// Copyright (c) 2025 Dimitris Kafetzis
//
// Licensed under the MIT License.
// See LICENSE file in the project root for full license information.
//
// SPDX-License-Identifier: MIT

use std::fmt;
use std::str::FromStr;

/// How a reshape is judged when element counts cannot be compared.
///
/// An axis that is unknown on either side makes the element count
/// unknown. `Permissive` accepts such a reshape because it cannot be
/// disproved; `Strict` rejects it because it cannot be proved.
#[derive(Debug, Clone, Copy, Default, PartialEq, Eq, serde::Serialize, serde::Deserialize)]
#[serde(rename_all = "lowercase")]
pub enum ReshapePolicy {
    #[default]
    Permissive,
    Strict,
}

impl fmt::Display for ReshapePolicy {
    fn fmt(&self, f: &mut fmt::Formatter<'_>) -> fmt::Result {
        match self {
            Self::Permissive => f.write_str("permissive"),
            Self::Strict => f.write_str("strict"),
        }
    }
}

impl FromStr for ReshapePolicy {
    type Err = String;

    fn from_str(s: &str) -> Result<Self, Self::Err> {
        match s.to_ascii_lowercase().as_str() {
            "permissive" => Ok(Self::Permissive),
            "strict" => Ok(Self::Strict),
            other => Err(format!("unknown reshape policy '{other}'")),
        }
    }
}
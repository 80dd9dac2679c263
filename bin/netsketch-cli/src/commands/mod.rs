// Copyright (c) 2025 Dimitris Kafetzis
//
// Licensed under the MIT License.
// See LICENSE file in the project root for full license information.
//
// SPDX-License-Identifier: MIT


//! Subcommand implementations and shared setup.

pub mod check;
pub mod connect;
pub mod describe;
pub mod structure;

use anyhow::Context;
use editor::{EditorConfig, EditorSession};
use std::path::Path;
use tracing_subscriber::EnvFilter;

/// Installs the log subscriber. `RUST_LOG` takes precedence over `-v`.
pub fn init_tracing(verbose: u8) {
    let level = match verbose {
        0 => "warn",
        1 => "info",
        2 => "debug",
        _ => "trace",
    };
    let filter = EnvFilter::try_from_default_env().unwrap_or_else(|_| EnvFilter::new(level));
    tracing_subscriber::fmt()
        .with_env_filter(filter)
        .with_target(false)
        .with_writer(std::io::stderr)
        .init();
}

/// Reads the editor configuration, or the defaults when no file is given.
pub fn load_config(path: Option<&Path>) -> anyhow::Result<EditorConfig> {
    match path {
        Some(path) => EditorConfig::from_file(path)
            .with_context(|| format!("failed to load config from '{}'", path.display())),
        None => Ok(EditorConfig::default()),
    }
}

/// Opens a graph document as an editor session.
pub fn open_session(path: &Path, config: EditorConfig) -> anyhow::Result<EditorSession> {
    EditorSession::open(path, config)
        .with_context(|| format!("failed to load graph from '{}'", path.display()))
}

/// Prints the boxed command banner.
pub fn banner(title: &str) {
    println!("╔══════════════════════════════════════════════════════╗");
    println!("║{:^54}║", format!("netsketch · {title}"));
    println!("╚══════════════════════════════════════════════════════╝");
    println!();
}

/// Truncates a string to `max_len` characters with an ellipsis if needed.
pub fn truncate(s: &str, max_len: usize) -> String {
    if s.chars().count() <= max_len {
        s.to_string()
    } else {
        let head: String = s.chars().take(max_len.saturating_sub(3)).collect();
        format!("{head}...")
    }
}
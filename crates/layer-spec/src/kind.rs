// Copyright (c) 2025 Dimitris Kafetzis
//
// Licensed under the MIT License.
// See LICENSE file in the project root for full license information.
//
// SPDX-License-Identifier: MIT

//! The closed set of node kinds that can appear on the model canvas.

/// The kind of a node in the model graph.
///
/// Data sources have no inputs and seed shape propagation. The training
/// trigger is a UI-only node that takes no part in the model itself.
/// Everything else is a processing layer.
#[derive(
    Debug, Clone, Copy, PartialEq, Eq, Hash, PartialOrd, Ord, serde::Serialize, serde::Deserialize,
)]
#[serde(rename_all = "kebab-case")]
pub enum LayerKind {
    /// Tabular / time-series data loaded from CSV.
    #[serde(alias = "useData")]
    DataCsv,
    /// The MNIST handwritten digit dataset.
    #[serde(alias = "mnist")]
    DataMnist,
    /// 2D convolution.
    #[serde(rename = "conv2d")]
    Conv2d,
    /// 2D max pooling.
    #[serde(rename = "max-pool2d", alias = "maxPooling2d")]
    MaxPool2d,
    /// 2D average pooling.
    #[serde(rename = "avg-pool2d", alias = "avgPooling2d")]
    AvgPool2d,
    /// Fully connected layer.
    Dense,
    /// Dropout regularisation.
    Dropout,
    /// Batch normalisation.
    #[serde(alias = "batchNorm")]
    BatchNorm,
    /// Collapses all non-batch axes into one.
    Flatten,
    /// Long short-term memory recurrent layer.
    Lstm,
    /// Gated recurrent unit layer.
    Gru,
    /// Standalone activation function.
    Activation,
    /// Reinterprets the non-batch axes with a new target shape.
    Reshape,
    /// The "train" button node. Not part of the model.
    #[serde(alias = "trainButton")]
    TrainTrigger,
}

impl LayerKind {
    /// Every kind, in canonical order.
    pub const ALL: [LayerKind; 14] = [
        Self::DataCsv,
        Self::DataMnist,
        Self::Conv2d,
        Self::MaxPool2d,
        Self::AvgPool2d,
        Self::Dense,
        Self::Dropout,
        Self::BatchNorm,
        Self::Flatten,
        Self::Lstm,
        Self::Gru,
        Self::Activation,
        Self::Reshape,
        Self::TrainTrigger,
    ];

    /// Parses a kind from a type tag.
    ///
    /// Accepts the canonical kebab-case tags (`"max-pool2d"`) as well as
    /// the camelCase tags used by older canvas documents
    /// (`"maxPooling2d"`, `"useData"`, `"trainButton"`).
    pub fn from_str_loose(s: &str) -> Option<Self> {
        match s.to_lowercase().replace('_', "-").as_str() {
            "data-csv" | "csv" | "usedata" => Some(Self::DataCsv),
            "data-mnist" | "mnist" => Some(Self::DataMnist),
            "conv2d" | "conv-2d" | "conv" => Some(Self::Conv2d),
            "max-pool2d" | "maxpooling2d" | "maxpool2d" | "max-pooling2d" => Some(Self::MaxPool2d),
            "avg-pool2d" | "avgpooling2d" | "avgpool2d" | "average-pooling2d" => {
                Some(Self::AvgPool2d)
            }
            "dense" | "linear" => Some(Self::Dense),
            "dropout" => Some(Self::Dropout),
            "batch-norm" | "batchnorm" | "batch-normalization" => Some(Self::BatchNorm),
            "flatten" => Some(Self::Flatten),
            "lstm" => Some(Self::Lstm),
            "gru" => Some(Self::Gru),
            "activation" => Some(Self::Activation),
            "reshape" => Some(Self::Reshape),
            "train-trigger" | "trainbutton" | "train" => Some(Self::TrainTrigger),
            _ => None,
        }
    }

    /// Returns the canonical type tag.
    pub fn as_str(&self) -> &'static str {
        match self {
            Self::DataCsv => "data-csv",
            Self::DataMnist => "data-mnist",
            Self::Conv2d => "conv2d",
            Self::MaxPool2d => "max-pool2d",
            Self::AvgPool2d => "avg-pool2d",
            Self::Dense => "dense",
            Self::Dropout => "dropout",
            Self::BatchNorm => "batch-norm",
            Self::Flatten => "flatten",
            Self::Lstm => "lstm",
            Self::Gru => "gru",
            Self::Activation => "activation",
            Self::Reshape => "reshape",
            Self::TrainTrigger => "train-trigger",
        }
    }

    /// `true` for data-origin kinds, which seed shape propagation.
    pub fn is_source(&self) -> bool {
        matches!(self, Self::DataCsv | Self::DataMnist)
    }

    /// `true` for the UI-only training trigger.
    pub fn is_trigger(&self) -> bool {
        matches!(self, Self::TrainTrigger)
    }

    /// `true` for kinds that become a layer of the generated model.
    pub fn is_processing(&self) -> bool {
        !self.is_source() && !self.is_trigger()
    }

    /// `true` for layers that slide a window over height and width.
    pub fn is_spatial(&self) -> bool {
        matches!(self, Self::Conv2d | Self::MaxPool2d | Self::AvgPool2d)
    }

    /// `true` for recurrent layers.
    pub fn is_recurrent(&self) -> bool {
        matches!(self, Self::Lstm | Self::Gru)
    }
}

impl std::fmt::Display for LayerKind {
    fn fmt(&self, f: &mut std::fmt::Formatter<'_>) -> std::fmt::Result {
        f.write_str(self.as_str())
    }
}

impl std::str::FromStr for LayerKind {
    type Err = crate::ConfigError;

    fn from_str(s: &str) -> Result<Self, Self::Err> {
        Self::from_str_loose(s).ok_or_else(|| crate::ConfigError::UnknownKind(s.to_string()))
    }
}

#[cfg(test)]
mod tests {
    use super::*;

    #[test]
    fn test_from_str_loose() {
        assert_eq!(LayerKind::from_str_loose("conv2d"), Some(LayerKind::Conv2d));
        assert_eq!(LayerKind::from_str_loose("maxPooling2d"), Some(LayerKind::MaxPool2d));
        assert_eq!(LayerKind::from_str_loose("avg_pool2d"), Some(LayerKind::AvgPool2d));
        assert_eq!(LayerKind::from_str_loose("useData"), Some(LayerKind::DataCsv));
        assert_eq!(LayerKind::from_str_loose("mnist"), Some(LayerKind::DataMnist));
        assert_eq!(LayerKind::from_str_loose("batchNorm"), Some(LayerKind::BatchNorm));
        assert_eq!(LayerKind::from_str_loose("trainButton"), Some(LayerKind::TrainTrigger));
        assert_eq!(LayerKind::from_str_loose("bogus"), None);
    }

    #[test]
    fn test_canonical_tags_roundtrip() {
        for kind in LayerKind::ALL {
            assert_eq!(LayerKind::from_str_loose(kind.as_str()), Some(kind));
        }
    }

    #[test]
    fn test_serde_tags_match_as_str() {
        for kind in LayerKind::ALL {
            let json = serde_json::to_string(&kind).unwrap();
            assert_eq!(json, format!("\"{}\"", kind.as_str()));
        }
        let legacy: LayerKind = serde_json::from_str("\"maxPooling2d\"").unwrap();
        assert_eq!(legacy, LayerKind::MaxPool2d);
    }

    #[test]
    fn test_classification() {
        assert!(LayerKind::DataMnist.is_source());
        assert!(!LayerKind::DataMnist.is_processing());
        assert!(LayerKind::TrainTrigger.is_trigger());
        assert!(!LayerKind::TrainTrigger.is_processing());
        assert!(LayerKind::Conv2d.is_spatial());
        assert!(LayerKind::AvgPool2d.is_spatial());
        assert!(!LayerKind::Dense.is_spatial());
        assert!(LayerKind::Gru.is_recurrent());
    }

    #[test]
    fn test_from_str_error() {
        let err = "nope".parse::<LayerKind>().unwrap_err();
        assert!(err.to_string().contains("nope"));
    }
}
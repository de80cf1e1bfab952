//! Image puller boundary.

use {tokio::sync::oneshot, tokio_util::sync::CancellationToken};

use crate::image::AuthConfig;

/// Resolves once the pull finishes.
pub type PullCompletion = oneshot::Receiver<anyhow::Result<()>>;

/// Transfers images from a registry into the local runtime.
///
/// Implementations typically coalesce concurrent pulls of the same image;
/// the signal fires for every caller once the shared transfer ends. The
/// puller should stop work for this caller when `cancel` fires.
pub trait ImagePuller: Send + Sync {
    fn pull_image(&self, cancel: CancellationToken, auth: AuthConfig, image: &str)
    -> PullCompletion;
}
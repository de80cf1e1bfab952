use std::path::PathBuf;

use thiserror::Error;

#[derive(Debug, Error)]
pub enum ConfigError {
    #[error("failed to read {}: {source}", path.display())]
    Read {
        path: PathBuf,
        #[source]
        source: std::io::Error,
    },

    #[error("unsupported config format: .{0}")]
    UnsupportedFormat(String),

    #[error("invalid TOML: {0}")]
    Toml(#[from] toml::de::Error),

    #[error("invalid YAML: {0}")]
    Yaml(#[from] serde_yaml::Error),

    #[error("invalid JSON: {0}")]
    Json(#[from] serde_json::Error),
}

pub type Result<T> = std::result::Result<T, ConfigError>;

________

● **Work to complete**: Copy nothing except the lines from the one holding "pub trait ImagePuller: Send" through the last line of the data above, and return them exactly.

● **Task response**:
pub trait ImagePuller: Send + Sync {
    fn pull_image(&self, cancel: CancellationToken, auth: AuthConfig, image: &str)
    -> PullCompletion;
}
repository de80cf1e1bfab952
use std::path::PathBuf;

use thiserror::Error;

#[derive(Debug, Error)]
pub enum ConfigError {
    #[error("failed to read {}: {source}", path.display())]
    Read {
        path: PathBuf,
        #[source]
        source: std::io::Error,
    },

    #[error("unsupported config format: .{0}")]
    UnsupportedFormat(String),

    #[error("invalid TOML: {0}")]
    Toml(#[from] toml::de::Error),

    #[error("invalid YAML: {0}")]
    Yaml(#[from] serde_yaml::Error),

    #[error("invalid JSON: {0}")]
    Json(#[from] serde_json::Error),
}

pub type Result<T> = std::result::Result<T, ConfigError>;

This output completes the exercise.